WHAT TO DO — What is needed is each line of the data below that holds the string "sink".

______

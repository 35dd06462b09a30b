use evport::{Error, EventPort, EventPortBuilder, OpKind, TcpChannel};

use bytes::{Bytes, BytesMut};
use std::io::Write;
use std::net::{TcpListener as StdTcpListener, TcpStream as StdTcpStream};
use std::sync::Arc;
use std::sync::mpsc;
use std::thread;
use std::time::Duration;

/// Connects a channel to a std stream over loopback.
fn connected_pair(port: &Arc<EventPort>) -> (Arc<TcpChannel>, StdTcpStream) {
    let listener = StdTcpListener::bind("127.0.0.1:0").unwrap();
    let target = listener.local_addr().unwrap();

    let channel = TcpChannel::open(port).unwrap();
    let future = channel.connect(target);
    let (peer, _) = listener.accept().unwrap();
    future.get().expect("connect should succeed");

    (channel, peer)
}

#[test]
fn test_pending_read_completes_when_data_arrives() {
    let port = EventPortBuilder::new().cached_pool(2).build().unwrap();
    let (channel, mut peer) = connected_pair(&port);

    let future = channel.read(BytesMut::with_capacity(64), None);

    peer.write_all(b"hello").unwrap();
    peer.flush().unwrap();

    let (n, buf) = future.get().expect("read should complete");
    assert_eq!(n, 5);
    assert_eq!(&buf[..], b"hello");

    channel.close();
}

#[test]
fn test_second_read_fails_with_already_pending() {
    let port = EventPortBuilder::new().cached_pool(2).build().unwrap();
    let (channel, mut peer) = connected_pair(&port);

    let first = channel.read(BytesMut::with_capacity(64), None);
    let second = channel.read(BytesMut::with_capacity(64), None);

    assert!(
        matches!(second.get(), Err(Error::AlreadyPending(OpKind::Read))),
        "second read must fail fast"
    );

    peer.write_all(b"data").unwrap();
    let (n, _) = first.get().expect("first read should still complete");
    assert_eq!(n, 4);

    channel.close();
}

#[test]
fn test_write_completes() {
    let port = EventPortBuilder::new().cached_pool(2).build().unwrap();
    let (channel, mut peer) = connected_pair(&port);

    let future = channel.write(Bytes::from_static(b"payload"), None);
    let n = future.get().expect("write should complete");
    assert_eq!(n, 7);

    let mut received = [0u8; 7];
    std::io::Read::read_exact(&mut peer, &mut received).unwrap();
    assert_eq!(&received, b"payload");

    channel.close();
}

#[test]
fn test_scattering_read_completes_synchronously() {
    let port = EventPortBuilder::new().cached_pool(2).build().unwrap();
    let (channel, mut peer) = connected_pair(&port);

    // Make 300 bytes available before the read is issued.
    let data = vec![0xABu8; 300];
    peer.write_all(&data).unwrap();
    peer.flush().unwrap();
    thread::sleep(Duration::from_millis(200));

    let bufs = vec![
        BytesMut::with_capacity(100),
        BytesMut::with_capacity(100),
        BytesMut::with_capacity(100),
    ];
    let future = channel.read_vectored(bufs, None);
    assert!(
        future.completed_synchronously(),
        "data was available; no pending state should be created"
    );

    let (total, bufs) = future.get().expect("scattering read should complete");
    assert_eq!(total, 300u64);
    for buf in &bufs {
        assert_eq!(buf.len(), 100);
        assert!(buf.iter().all(|&b| b == 0xAB));
    }

    channel.close();
}

#[test]
fn test_handler_receives_outcome_and_attachment() {
    let port = EventPortBuilder::new().cached_pool(2).build().unwrap();
    let (channel, mut peer) = connected_pair(&port);

    let (sender, receiver) = mpsc::channel();
    let future = channel.read_with(
        BytesMut::with_capacity(64),
        None,
        42usize,
        move |outcome, attachment| {
            let n = outcome.map(|(n, _)| n);
            sender.send((n, attachment)).unwrap();
        },
    );

    peer.write_all(b"xyz").unwrap();

    let (outcome, attachment) = receiver.recv_timeout(Duration::from_secs(5)).unwrap();
    assert_eq!(outcome.unwrap(), 3);
    assert_eq!(attachment, 42);

    // With a handler attached the pull path is off limits.
    assert!(matches!(future.get(), Err(Error::InvalidInput(_))));

    channel.close();
}

#[test]
fn test_second_write_fails_while_first_is_pending() {
    let port = EventPortBuilder::new().cached_pool(2).build().unwrap();
    let (channel, peer) = connected_pair(&port);

    // Fill the socket buffer until a write parks.
    let chunk = Bytes::from(vec![0u8; 1 << 20]);
    let mut pending = None;
    for _ in 0..64 {
        let future = channel.write(chunk.clone(), None);
        if !future.completed_synchronously() {
            pending = Some(future);
            break;
        }
        future.get().unwrap();
    }
    let pending = pending.expect("socket buffer should fill and park a write");

    let second = channel.write(Bytes::from_static(b"x"), None);
    assert!(
        matches!(second.get(), Err(Error::AlreadyPending(OpKind::Write))),
        "second write must fail fast while the first is pending"
    );

    // Drain the peer so the parked write can complete.
    let mut peer_reader = peer.try_clone().unwrap();
    let drain = thread::spawn(move || {
        let mut sink = [0u8; 64 * 1024];
        loop {
            match std::io::Read::read(&mut peer_reader, &mut sink) {
                Ok(0) | Err(_) => break,
                Ok(_) => {}
            }
        }
    });

    let n = pending.get().expect("first write should eventually complete");
    assert!(n > 0);

    channel.close();
    drop(peer);
    drain.join().unwrap();
}

#[test]
fn test_reads_and_writes_are_independent() {
    let port = EventPortBuilder::new().cached_pool(2).build().unwrap();
    let (channel, mut peer) = connected_pair(&port);

    // A pending read does not block a write on the same channel.
    let read_future = channel.read(BytesMut::with_capacity(64), None);
    let write_future = channel.write(Bytes::from_static(b"ping"), None);

    assert_eq!(write_future.get().unwrap(), 4);

    peer.write_all(b"pong").unwrap();
    let (n, buf) = read_future.get().unwrap();
    assert_eq!(n, 4);
    assert_eq!(&buf[..], b"pong");

    channel.close();
}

______

OUTPUT BELOW —
        let mut sink = [0u8; 64 * 1024];
            match std::io::Read::read(&mut peer_reader, &mut sink) {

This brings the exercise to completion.